_LISTED ENTRIES_:
----------

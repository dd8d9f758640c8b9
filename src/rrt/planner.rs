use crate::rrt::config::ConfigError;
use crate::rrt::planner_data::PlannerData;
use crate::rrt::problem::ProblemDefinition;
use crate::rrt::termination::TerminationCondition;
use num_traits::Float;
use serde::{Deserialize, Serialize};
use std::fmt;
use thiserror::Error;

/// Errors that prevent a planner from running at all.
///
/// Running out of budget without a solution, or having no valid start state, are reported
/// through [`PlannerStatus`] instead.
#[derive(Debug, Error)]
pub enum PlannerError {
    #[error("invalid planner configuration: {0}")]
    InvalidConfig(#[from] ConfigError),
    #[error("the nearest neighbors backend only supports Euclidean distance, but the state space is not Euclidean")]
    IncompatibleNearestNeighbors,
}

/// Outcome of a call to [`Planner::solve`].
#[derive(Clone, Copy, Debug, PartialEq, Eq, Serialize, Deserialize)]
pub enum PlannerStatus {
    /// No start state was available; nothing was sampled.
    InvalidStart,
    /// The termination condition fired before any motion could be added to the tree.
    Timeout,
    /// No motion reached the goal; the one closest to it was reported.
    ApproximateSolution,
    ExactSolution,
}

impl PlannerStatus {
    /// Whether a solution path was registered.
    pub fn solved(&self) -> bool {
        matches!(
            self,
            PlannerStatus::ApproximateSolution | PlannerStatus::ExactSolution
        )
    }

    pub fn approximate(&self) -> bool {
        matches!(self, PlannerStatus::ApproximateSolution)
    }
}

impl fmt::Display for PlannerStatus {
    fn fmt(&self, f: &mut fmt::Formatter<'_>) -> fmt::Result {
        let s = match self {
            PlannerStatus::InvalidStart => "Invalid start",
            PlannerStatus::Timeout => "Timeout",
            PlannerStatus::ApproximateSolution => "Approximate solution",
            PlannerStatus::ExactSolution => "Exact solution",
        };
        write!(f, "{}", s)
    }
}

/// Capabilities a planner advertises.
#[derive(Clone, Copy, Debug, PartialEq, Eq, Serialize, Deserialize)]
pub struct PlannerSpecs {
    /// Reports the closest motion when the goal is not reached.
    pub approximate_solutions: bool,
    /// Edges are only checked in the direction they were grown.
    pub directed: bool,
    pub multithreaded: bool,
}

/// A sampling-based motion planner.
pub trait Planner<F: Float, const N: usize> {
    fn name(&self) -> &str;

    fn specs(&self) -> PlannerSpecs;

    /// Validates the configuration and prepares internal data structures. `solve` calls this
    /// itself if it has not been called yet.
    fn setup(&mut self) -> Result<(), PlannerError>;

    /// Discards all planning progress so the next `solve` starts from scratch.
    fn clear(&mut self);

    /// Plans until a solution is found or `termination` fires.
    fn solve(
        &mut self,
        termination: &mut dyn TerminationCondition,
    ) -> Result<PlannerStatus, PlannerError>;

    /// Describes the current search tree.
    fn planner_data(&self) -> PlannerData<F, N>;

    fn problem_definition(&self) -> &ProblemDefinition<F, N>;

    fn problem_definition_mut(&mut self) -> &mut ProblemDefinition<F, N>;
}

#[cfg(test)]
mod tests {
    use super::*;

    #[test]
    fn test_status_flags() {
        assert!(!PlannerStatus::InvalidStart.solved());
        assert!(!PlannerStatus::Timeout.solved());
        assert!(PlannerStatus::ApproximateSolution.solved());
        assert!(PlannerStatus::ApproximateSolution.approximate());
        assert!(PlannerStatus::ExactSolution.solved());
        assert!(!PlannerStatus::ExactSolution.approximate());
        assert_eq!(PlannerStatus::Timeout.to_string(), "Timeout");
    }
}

----------

An exact restatement of the lines from the one with "#[cfg(test)]" through the last line of the data is the only acceptable answer.

#[cfg(test)]
mod tests {
    use super::*;

    #[test]
    fn test_status_flags() {
        assert!(!PlannerStatus::InvalidStart.solved());
        assert!(!PlannerStatus::Timeout.solved());
        assert!(PlannerStatus::ApproximateSolution.solved());
        assert!(PlannerStatus::ApproximateSolution.approximate());
        assert!(PlannerStatus::ExactSolution.solved());
        assert!(!PlannerStatus::ExactSolution.approximate());
        assert_eq!(PlannerStatus::Timeout.to_string(), "Timeout");
    }
}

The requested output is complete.